Oh, love is deeply caring about someone? Really, well isn't that just caring deeply. How deeply must one care before it's love. How deep is the line that separates love from care.
Love is when you take more pleasure in that person's pleasure than your own. Isn't that selflessness.
Love is when you can't get a person out of your mind. That's infatuation.
Love is when you get a funny feeling in the pit of your stomach when you think about someone. That's adrenaline released when you get excited. So, excitement.
Love is when the desire to look after someone over-rides everything else. Yeah, we're back to deeply caring again.
The are many more I could write, but I think that's enough for people to get the gist.
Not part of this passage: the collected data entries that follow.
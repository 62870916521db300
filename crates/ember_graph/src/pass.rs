//! Pass nodes: one per `add_pass` call, plus the render-target attachment
//! bookkeeping `compile` resolves into concrete discard/readonly state
//! (§4.3.4).

use ember_core::ids::{NodeIdx, ResourceIdx};
use ember_driver::{DriverApi, RenderTargetHandle, TargetBufferFlags, Viewport};

use crate::ids::ResourceNodeIdx;

/// A pass's user-supplied body. Boxed dynamic dispatch, the same rationale
/// `ember_command` gives for command records (§9, "Dynamic dispatch for
/// pass executors"). `Send` so a compiled `FrameGraph` can itself be handed
/// off to the backend thread as a single command.
pub trait PassExecutor:
    for<'a> FnMut(&crate::frame_graph::FrameGraphResources<'a>, &mut dyn DriverApi) + Send
{
}
impl<F> PassExecutor for F where
    F: for<'a> FnMut(&crate::frame_graph::FrameGraphResources<'a>, &mut dyn DriverApi) + Send
{
}

/// One attachment slot on a declared render target.
#[derive(Default, Clone, Copy)]
pub(crate) struct Attachment {
    pub resource: Option<ResourceIdx>,
    /// The node this pass produces for the attachment, if it writes it.
    pub write_node: Option<ResourceNodeIdx>,
    /// The resource node this pass's view of the attachment succeeds: what
    /// `write_node` replaces when this pass writes it, or the node this
    /// pass reads when it doesn't. `discard_start` depends only on whether
    /// this node has a live writer, independent of whether this pass itself
    /// writes the attachment.
    pub incoming: Option<ResourceNodeIdx>,
}

impl Attachment {
    pub(crate) fn is_present(&self) -> bool {
        self.resource.is_some()
    }
}

#[derive(Clone, Copy)]
pub(crate) struct ImportedRenderTargetInfo {
    pub handle: RenderTargetHandle,
    pub viewport: Viewport,
    pub samples: u8,
    pub clear_color: [f32; 4],
    pub clear_flags: TargetBufferFlags,
    pub keep_override_start: TargetBufferFlags,
    pub keep_override_end: TargetBufferFlags,
    /// Consumed (cleared) after the first pass that uses this target runs.
    pub clear_pending: bool,
}

pub(crate) struct RenderPassData {
    pub name: String,
    pub color: [Attachment; ember_driver::MAX_COLOR_ATTACHMENTS],
    pub depth: Attachment,
    pub stencil: Attachment,
    pub viewport: Viewport,
    pub clear_color: [f32; 4],
    pub clear_flags: TargetBufferFlags,
    pub samples: u8,
    pub layer_count: u16,
    pub imported: Option<usize>,
}

pub(crate) struct PassNodeData {
    pub name: String,
    pub dep_node: NodeIdx,
    pub render_pass: Option<RenderPassData>,
    pub executor: Option<Box<dyn PassExecutor + Send>>,
}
Basically I think what we describe as love is a mixture of any and all of these emotions. The more deeply you care/the more infatuated you are/the more you'd do for your partner, the more 'in love' you are.
You can't say it, though, because then you'd be accused of being cynical or 'incapable of love' or a sociopath. When people say; 'I love you', what they're actually saying is that they believe that the feelings they harbour toward the recipient of their utterance roughly equates to what they feel society's definition of love is.
Most people know this but it's left unsaid as it's so much easier to grunt 'I love you too'.
Love is the most intangible of intangibles. The reason for this is simple;
It doesn't exist.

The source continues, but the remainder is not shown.